西鉄ライオンズの伝説のエース池永正明さん死去 高卒新人20勝、ジャンボ尾崎に野球を諦めさせた才能
プロ野球西鉄ライオンズ(現西武)の元エース、池永正明(いけなが・まさあき)氏が25日にがんで死去したことが26日、分かった。76歳。山口県豊北町(現下関市)出身。葬儀・告別式は家族葬で営まれる。
下関商高2年の1963年の甲子園で春の選抜大会に優勝し、夏の全国選手権準優勝。64年の選抜は初戦で敗れたが、この大会を制した海南高(徳島)の大型右腕、尾崎正司(将司)氏とともに65年、西鉄に投手として同期入団した。尾崎氏は「こんなにすごいやつがいたんじゃ」と後にプロゴルフに転向したという。
漁師で宮相撲の横綱も務めた父から受け継いだ筋肉質で、ばねのある体が武器。低い重心から打者の胸元への真っすぐ、変化の大きなカーブを武器に高卒1年目に20勝を挙げて新人王に輝いた。
稲尾和久氏(故人)がリリーフに回った後は、池永氏が主戦として活躍し、67年は23勝で最多勝のタイトルを獲得した。だが6年目の70年、プロ野球選手が金銭授受を伴う八百長を行ったとされる「黒い霧事件」に巻き込まれて永久失格処分を受けた。プロ通算238試合登板、103勝65敗、防御率2・36。

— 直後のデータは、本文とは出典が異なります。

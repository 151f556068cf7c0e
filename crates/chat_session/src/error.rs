//! Session error types

use thiserror::Error;

#[derive(Error, Debug, Clone, PartialEq, Eq)]
pub enum SessionError {
    #[error("message text is empty")]
    EmptyMessage,

    #[error("a request is already pending for this session")]
    AlreadyPending,
}

pub type Result<T> = std::result::Result<T, SessionError>;
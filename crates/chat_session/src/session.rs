//! Conversation session store
//!
//! Owns the ordered message history, the pending-request flag and the
//! generation counter. All mutation goes through the methods here; the
//! controller is the only caller.

use chat_core::{BookingInfo, HotelInfo, Message};
use serde::{Deserialize, Serialize};

/// One conversation's state.
///
/// Invariants:
/// - history is append-only; only [`ChatSession::reset`] shortens it
/// - at most one request is pending at a time
/// - the generation counter moves only on reset
#[derive(Debug, Clone, Serialize, Deserialize)]
pub struct ChatSession {
    messages: Vec<Message>,
    pending: bool,
    generation: u64,
}

impl Default for ChatSession {
    fn default() -> Self {
        Self::new()
    }
}

impl ChatSession {
    /// Create a session seeded with the greeting message.
    pub fn new() -> Self {
        Self {
            messages: vec![Message::greeting()],
            pending: false,
            generation: 0,
        }
    }

    /// Ordered history, oldest first.
    pub fn messages(&self) -> &[Message] {
        &self.messages
    }

    pub fn is_pending(&self) -> bool {
        self.pending
    }

    /// Current generation. Incremented on every reset; a send whose
    /// snapshot no longer matches must drop its response.
    pub fn generation(&self) -> u64 {
        self.generation
    }

    pub fn len(&self) -> usize {
        self.messages.len()
    }

    pub fn is_empty(&self) -> bool {
        self.messages.is_empty()
    }

    /// The most recent message. A session is never empty, so this only
    /// returns `None` on a deserialized session with corrupt history.
    pub fn last(&self) -> Option<&Message> {
        self.messages.last()
    }

    /// Append a user message. Rejects whitespace-only text; the
    /// controller filters this earlier, the store enforces it too.
    pub fn append_user(&mut self, text: &str) -> crate::Result<&Message> {
        if text.trim().is_empty() {
            return Err(crate::SessionError::EmptyMessage);
        }
        self.messages.push(Message::user(text));
        Ok(self.messages.last().expect("just pushed"))
    }

    /// Append an assistant message. Assistant text is not validated;
    /// apology/error text is a legitimate reply.
    pub fn append_assistant(
        &mut self,
        text: impl Into<String>,
        booking_info: Option<BookingInfo>,
        hotels: Option<Vec<HotelInfo>>,
    ) -> &Message {
        self.messages.push(Message::assistant(text, booking_info, hotels));
        self.messages.last().expect("just pushed")
    }

    /// Flip the pending flag. Setting it while already set means two
    /// sends overlapped, which the controller must never allow.
    pub fn set_pending(&mut self, pending: bool) -> crate::Result<()> {
        if pending && self.pending {
            return Err(crate::SessionError::AlreadyPending);
        }
        self.pending = pending;
        Ok(())
    }

    /// Discard all history, reseed the greeting and clear the pending
    /// flag. Bumps the generation so an in-flight reply is dropped on
    /// arrival instead of resurrecting the cleared conversation.
    pub fn reset(&mut self) {
        self.messages = vec![Message::greeting()];
        self.pending = false;
        self.generation += 1;
    }
}

#[cfg(test)]
mod tests {
    use super::*;
    use chat_core::{BookingStatus, Sender, GREETING_TEXT};

    #[test]
    fn new_session_is_seeded_with_greeting() {
        let session = ChatSession::new();
        assert_eq!(session.len(), 1);
        assert_eq!(session.messages()[0].content, GREETING_TEXT);
        assert_eq!(session.messages()[0].sender, Sender::Assistant);
        assert!(!session.is_pending());
        assert_eq!(session.generation(), 0);
    }

    #[test]
    fn append_user_rejects_whitespace_only_text() {
        let mut session = ChatSession::new();
        assert_eq!(
            session.append_user("   "),
            Err(crate::SessionError::EmptyMessage)
        );
        assert_eq!(session.len(), 1);
    }

    #[test]
    fn appends_grow_history_in_order() {
        let mut session = ChatSession::new();
        session.append_user("Book a room").unwrap();
        session.append_assistant("Done", None, None);

        let senders: Vec<Sender> = session.messages().iter().map(|m| m.sender).collect();
        assert_eq!(senders, vec![Sender::Assistant, Sender::User, Sender::Assistant]);
        assert_eq!(session.messages()[1].content, "Book a room");
        assert_eq!(session.messages()[2].content, "Done");
    }

    #[test]
    fn assistant_message_carries_booking_info() {
        let mut session = ChatSession::new();
        let info = BookingInfo {
            booking_id: "B-1".to_string(),
            hotel_name: "Lotus Inn".to_string(),
            city: "Chennai".to_string(),
            check_in: "2024-05-01".to_string(),
            check_out: "2024-05-03".to_string(),
            guests: 2,
            status: BookingStatus::Confirmed,
            total_price: Some(5400.0),
        };
        let msg = session.append_assistant("Here is your confirmation", Some(info.clone()), None);
        assert_eq!(msg.booking_info.as_ref(), Some(&info));
    }

    #[test]
    fn double_set_pending_is_rejected() {
        let mut session = ChatSession::new();
        session.set_pending(true).unwrap();
        assert_eq!(
            session.set_pending(true),
            Err(crate::SessionError::AlreadyPending)
        );
        // Clearing always succeeds, repeatedly.
        session.set_pending(false).unwrap();
        session.set_pending(false).unwrap();
    }

    #[test]
    fn reset_restores_initial_state_and_bumps_generation() {
        let mut session = ChatSession::new();
        session.append_user("Hello").unwrap();
        session.append_assistant("Hi", None, None);
        session.set_pending(true).unwrap();

        session.reset();

        assert_eq!(session.len(), 1);
        assert_eq!(session.messages()[0].content, GREETING_TEXT);
        assert!(!session.is_pending());
        assert_eq!(session.generation(), 1);
    }

    #[test]
    fn reset_is_idempotent_with_fresh_greeting_identity() {
        let mut session = ChatSession::new();
        session.reset();
        let first_id = session.messages()[0].id;
        session.reset();
        let second_id = session.messages()[0].id;

        assert_eq!(session.len(), 1);
        assert_eq!(session.messages()[0].content, GREETING_TEXT);
        assert_ne!(first_id, second_id);
        assert_eq!(session.generation(), 2);
    }

    #[test]
    fn message_ids_are_unique_within_a_session() {
        let mut session = ChatSession::new();
        session.append_user("one").unwrap();
        session.append_assistant("two", None, None);
        session.append_user("three").unwrap();

        let mut ids: Vec<_> = session.messages().iter().map(|m| m.id).collect();
        ids.sort();
        ids.dedup();
        assert_eq!(ids.len(), session.len());
    }
}
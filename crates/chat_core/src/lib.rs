//! chat_core - Core types and traits for the concierge chat client
//!
//! This crate provides the foundational types used across all chat-related crates:
//! - `message` - Message and sender types that make up the conversation history
//! - `booking` - BookingInfo, HotelInfo payloads attached to assistant replies
//! - `transport` - The ChatTransport trait and its wire DTOs
//! - `config` - Client configuration (file + environment overlay)

pub mod booking;
pub mod config;
pub mod message;
pub mod transport;

// Re-export commonly used types
pub use booking::{BookingInfo, BookingStatus, HotelInfo};
pub use config::Config;
pub use message::{Message, Sender, FALLBACK_REPLY_TEXT, GREETING_TEXT};
pub use transport::{ChatRequest, ChatResponse, ChatTransport, TransportError};
//! Client configuration
//!
//! Loaded from an optional `config.toml` in the working directory,
//! then overlaid with environment variables.

use serde::{Deserialize, Serialize};

const CONFIG_FILE_PATH: &str = "config.toml";

/// AI replies can take a while; give the backend 30 seconds.
pub const DEFAULT_TIMEOUT_SECS: u64 = 30;

pub const DEFAULT_API_BASE: &str = "http://localhost:8080/api";

#[derive(Debug, Clone, Serialize, Deserialize)]
pub struct Config {
    #[serde(default = "default_api_base")]
    pub api_base: String,

    /// Correlation token sent with each request and used for the
    /// server-side history purge on reset. Optional.
    #[serde(default)]
    pub session_id: Option<String>,

    #[serde(default = "default_timeout_secs")]
    pub timeout_secs: u64,
}

fn default_api_base() -> String {
    DEFAULT_API_BASE.to_string()
}

fn default_timeout_secs() -> u64 {
    DEFAULT_TIMEOUT_SECS
}

impl Default for Config {
    fn default() -> Self {
        Self {
            api_base: default_api_base(),
            session_id: None,
            timeout_secs: DEFAULT_TIMEOUT_SECS,
        }
    }
}

impl Config {
    /// Load configuration: defaults, then `config.toml` if present,
    /// then environment variables.
    pub fn load() -> Self {
        let mut config = Config::default();

        if std::path::Path::new(CONFIG_FILE_PATH).exists() {
            if let Ok(content) = std::fs::read_to_string(CONFIG_FILE_PATH) {
                if let Ok(file_config) = toml::from_str::<Config>(&content) {
                    config = file_config;
                }
            }
        }

        if let Ok(api_base) = std::env::var("CONCIERGE_API_BASE") {
            config.api_base = api_base;
        }
        if let Ok(session_id) = std::env::var("CONCIERGE_SESSION_ID") {
            config.session_id = Some(session_id);
        }
        if let Ok(timeout) = std::env::var("CONCIERGE_TIMEOUT_SECS") {
            if let Ok(secs) = timeout.trim().parse::<u64>() {
                config.timeout_secs = secs;
            }
        }
        config
    }
}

その後は福岡市・中洲でスナックを経営。名誉回復を求める動きが起きる中、2001年に稲尾氏が監督を務めていたプロ野球マスターズリーグの福岡ドンタクズに加入。05年に永久追放の処分が解除され、復権を果たした。稲尾氏の死後、08年にはドンタクズの監督に就任した。